§ **Activity**
Up through the line that contains "Non-blocking, returns immediately.", retype the entries exactly, beginning at the very first line.
--*--
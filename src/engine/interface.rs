use std::sync::mpsc::Sender;

use crate::backend::BackendError;
use crate::types::SettingsSnapshot;

/// Handle to the backend engine held by the UI layer.
///
/// Cheaply cloneable. When the last handle is dropped the sender channel
/// closes, signalling the engine to shut down.
#[derive(Clone)]
pub struct EngineHandle {
    tx: tokio::sync::mpsc::UnboundedSender<Request>,
}

impl EngineHandle {
    pub(crate) fn new(tx: tokio::sync::mpsc::UnboundedSender<Request>) -> Self {
        Self { tx }
    }

    /// A handle with no engine behind it. Requests are dropped.
    pub fn disconnected() -> Self {
        let (tx, _rx) = tokio::sync::mpsc::unbounded_channel();
        Self { tx }
    }

    /// Send a request to the engine. Non-blocking, returns immediately.
    pub fn send(&self, req: Request) {
        // Ignore errors: if the receiver is gone the engine has already shut down.
        let _ = self.tx.send(req);
    }
}

/// Trait implemented by both `HttpEngine` and `StubEngine`.
pub trait Engine: Send + 'static {
    fn start(self) -> EngineHandle;
}

/// All operations the UI layer can send to the engine.
pub enum Request {
    FetchSnapshot {
        reply_tx: Sender<Event>,
    },
    UpdateClassification {
        exe_name: String,
        is_game: bool,
        reply_tx: Sender<Event>,
    },
    UpdateGlobalLimit {
        limit: u32,
        reply_tx: Sender<Event>,
    },
    UpdateAppLimit {
        exe_name: String,
        max_time: u32,
        reply_tx: Sender<Event>,
    },
    RefreshTimeLimits {
        reply_tx: Sender<Event>,
    },
    Shutdown,
}

impl Request {
    /// Short name used in logs.
    pub fn name(&self) -> &'static str {
        match self {
            Self::FetchSnapshot { .. } => "FetchSnapshot",
            Self::UpdateClassification { .. } => "UpdateClassification",
            Self::UpdateGlobalLimit { .. } => "UpdateGlobalLimit",
            Self::UpdateAppLimit { .. } => "UpdateAppLimit",
            Self::RefreshTimeLimits { .. } => "RefreshTimeLimits",
            Self::Shutdown => "Shutdown",
        }
    }
}

/// How a mutation call ended, as far as the UI is concerned.
#[derive(Debug, Clone, PartialEq, Eq)]
pub enum Outcome {
    Applied,
    /// The backend answered but refused, with its reason when it gave one.
    Rejected(Option<String>),
    /// The call failed before the backend could answer meaningfully.
    Failed(String),
}

impl From<Result<(), BackendError>> for Outcome {
    fn from(result: Result<(), BackendError>) -> Self {
        match result {
            Ok(()) => Self::Applied,
            Err(BackendError::Rejected(reason)) => Self::Rejected(reason),
            Err(e) => Self::Failed(e.to_string()),
        }
    }
}

/// All events the engine can push back to the UI.
pub enum Event {
    SnapshotFetched {
        snapshot: SettingsSnapshot,
    },
    SnapshotFailed {
        message: String,
    },
    ClassificationUpdated {
        exe_name: String,
        is_game: bool,
        outcome: Outcome,
    },
    GlobalLimitUpdated {
        limit: u32,
        outcome: Outcome,
    },
    AppLimitUpdated {
        exe_name: String,
        max_time: u32,
        outcome: Outcome,
    },
    TimeLimitsRefreshed {
        outcome: Outcome,
    },
}
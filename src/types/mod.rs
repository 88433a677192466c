// Shared domain types, used by both the engine layer and the UI layer.
// Neither layer depends on the other; both import from this module.

pub mod envelope;
pub mod snapshot;

pub use envelope::*;
pub use snapshot::*;
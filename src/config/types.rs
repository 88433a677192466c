use serde::Deserialize;

use crate::color::Color;

// ---------------------------------------------------------------------------
// Custom Color deserialization
// ---------------------------------------------------------------------------

/// Deserialize an `Option<Color>` from a TOML string value.
pub(crate) mod color_de {
    use serde::{self, Deserialize, Deserializer};

    use crate::color::Color;

    pub fn deserialize<'de, D>(deserializer: D) -> Result<Option<Color>, D::Error>
    where
        D: Deserializer<'de>,
    {
        let s: Option<String> = Option::deserialize(deserializer)?;
        match s {
            None => Ok(None),
            Some(s) => Color::parse(&s, "<theme>")
                .map(Some)
                .map_err(serde::de::Error::custom),
        }
    }
}

// ---------------------------------------------------------------------------
// Top-level config
// ---------------------------------------------------------------------------

#[derive(Debug, Clone, Default, Deserialize)]
#[serde(default)]
pub struct AppConfig {
    pub backend: BackendConfig,
    pub defaults: Defaults,
    pub theme: Theme,
}

// ---------------------------------------------------------------------------
// Backend
// ---------------------------------------------------------------------------

#[derive(Debug, Clone, Deserialize)]
#[serde(default)]
pub struct BackendConfig {
    /// Scheme, host and port of the screen-time service.
    pub base_url: String,
    pub timeout_secs: u64,
    pub endpoints: Endpoints,
}

impl Default for BackendConfig {
    fn default() -> Self {
        Self {
            base_url: "http://127.0.0.1:5000".to_owned(),
            timeout_secs: 10,
            endpoints: Endpoints::default(),
        }
    }
}

/// Paths of the backend endpoints, relative to `base_url`.
#[derive(Debug, Clone, PartialEq, Eq, Deserialize)]
#[serde(default)]
pub struct Endpoints {
    /// JSON snapshot of the settings page data. The stock dashboard only
    /// serves `/settings` as HTML, so the backend must expose this route
    /// (or `--stub` must be used).
    pub snapshot: String,
    pub update_classification: String,
    pub update_global_limit: String,
    pub update_time_limit: String,
    pub refresh_time_limits: String,
}

impl Default for Endpoints {
    fn default() -> Self {
        Self {
            snapshot: "/api/settings".to_owned(),
            update_classification: "/api/update_exe_classification".to_owned(),
            update_global_limit: "/api/update_global_timing".to_owned(),
            update_time_limit: "/api/update_time_limit".to_owned(),
            refresh_time_limits: "/api/refresh_time_limit_list".to_owned(),
        }
    }
}

// ---------------------------------------------------------------------------
// Defaults
// ---------------------------------------------------------------------------

#[derive(Debug, Clone, Deserialize)]
#[serde(default)]
pub struct Defaults {
    /// Section shown when none is requested on the command line.
    pub section: Option<String>,
    /// Path of the settings page, used to build the location shown in the footer.
    pub settings_path: String,
}

impl Default for Defaults {
    fn default() -> Self {
        Self {
            section: None,
            settings_path: "/settings".to_owned(),
        }
    }
}

// ---------------------------------------------------------------------------
// Theme
// ---------------------------------------------------------------------------

#[derive(Debug, Clone, Default, Deserialize)]
#[serde(default)]
pub struct Theme {
    pub colors: ColorsTheme,
}

#[derive(Debug, Clone, Default, Deserialize)]
#[serde(default)]
pub struct ColorsTheme {
    #[serde(default, deserialize_with = "color_de::deserialize")]
    pub primary: Option<Color>,
    #[serde(default, deserialize_with = "color_de::deserialize")]
    pub secondary: Option<Color>,
    #[serde(default, deserialize_with = "color_de::deserialize")]
    pub faint: Option<Color>,
    #[serde(default, deserialize_with = "color_de::deserialize")]
    pub success: Option<Color>,
    #[serde(default, deserialize_with = "color_de::deserialize")]
    pub warning: Option<Color>,
    #[serde(default, deserialize_with = "color_de::deserialize")]
    pub error: Option<Color>,
    #[serde(default, deserialize_with = "color_de::deserialize")]
    pub accent: Option<Color>,
    #[serde(default, deserialize_with = "color_de::deserialize")]
    pub border: Option<Color>,
    #[serde(default, deserialize_with = "color_de::deserialize")]
    pub selected_bg: Option<Color>,
}
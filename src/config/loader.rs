use std::path::{Path, PathBuf};

use anyhow::{Context, Result};

use crate::config::types::AppConfig;

/// Discover and load the app config.
///
/// Priority:
/// 1. `--config` flag (explicit path)
/// 2. `$PLAYTIME_BOARD_CONFIG` environment variable
/// 3. `$XDG_CONFIG_HOME/playtime-board/config.toml`
/// 4. `~/.config/playtime-board/config.toml`
///
/// When nothing is found the built-in defaults are used.
pub fn load_config(explicit_path: Option<&Path>) -> Result<AppConfig> {
    let path = match explicit_path {
        Some(path) => Some(path.to_path_buf()),
        None => find_global_config(),
    };
    let Some(path) = path else {
        tracing::debug!("config: no file found, using defaults");
        return Ok(AppConfig::default());
    };
    let config = read_config(&path)?;
    tracing::debug!("config: loaded {}", path.display());
    Ok(config)
}

fn read_config(path: &Path) -> Result<AppConfig> {
    let contents =
        std::fs::read_to_string(path).with_context(|| format!("reading {}", path.display()))?;
    toml::from_str(&contents).with_context(|| format!("parsing TOML from {}", path.display()))
}

fn find_global_config() -> Option<PathBuf> {
    if let Ok(path) = std::env::var("PLAYTIME_BOARD_CONFIG") {
        let p = PathBuf::from(&path);
        if p.is_file() {
            return Some(p);
        }
    }

    if let Ok(xdg) = std::env::var("XDG_CONFIG_HOME") {
        let p = PathBuf::from(xdg).join("playtime-board/config.toml");
        if p.is_file() {
            return Some(p);
        }
    }

    if let Some(home) = home_dir() {
        let p = home.join(".config/playtime-board/config.toml");
        if p.is_file() {
            return Some(p);
        }
    }

    None
}

fn home_dir() -> Option<PathBuf> {
    std::env::var("HOME").ok().map(PathBuf::from)
}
--*--
§ **Solution to this exercise**
filename src/engine/interface.rs
use std::sync::mpsc::Sender;

use crate::backend::BackendError;
use crate::types::SettingsSnapshot;

/// Handle to the backend engine held by the UI layer.
///
/// Cheaply cloneable. When the last handle is dropped the sender channel
/// closes, signalling the engine to shut down.
#[derive(Clone)]
pub struct EngineHandle {
    tx: tokio::sync::mpsc::UnboundedSender<Request>,
}

impl EngineHandle {
    pub(crate) fn new(tx: tokio::sync::mpsc::UnboundedSender<Request>) -> Self {
        Self { tx }
    }

    /// A handle with no engine behind it. Requests are dropped.
    pub fn disconnected() -> Self {
        let (tx, _rx) = tokio::sync::mpsc::unbounded_channel();
        Self { tx }
    }

    /// Send a request to the engine. Non-blocking, returns immediately.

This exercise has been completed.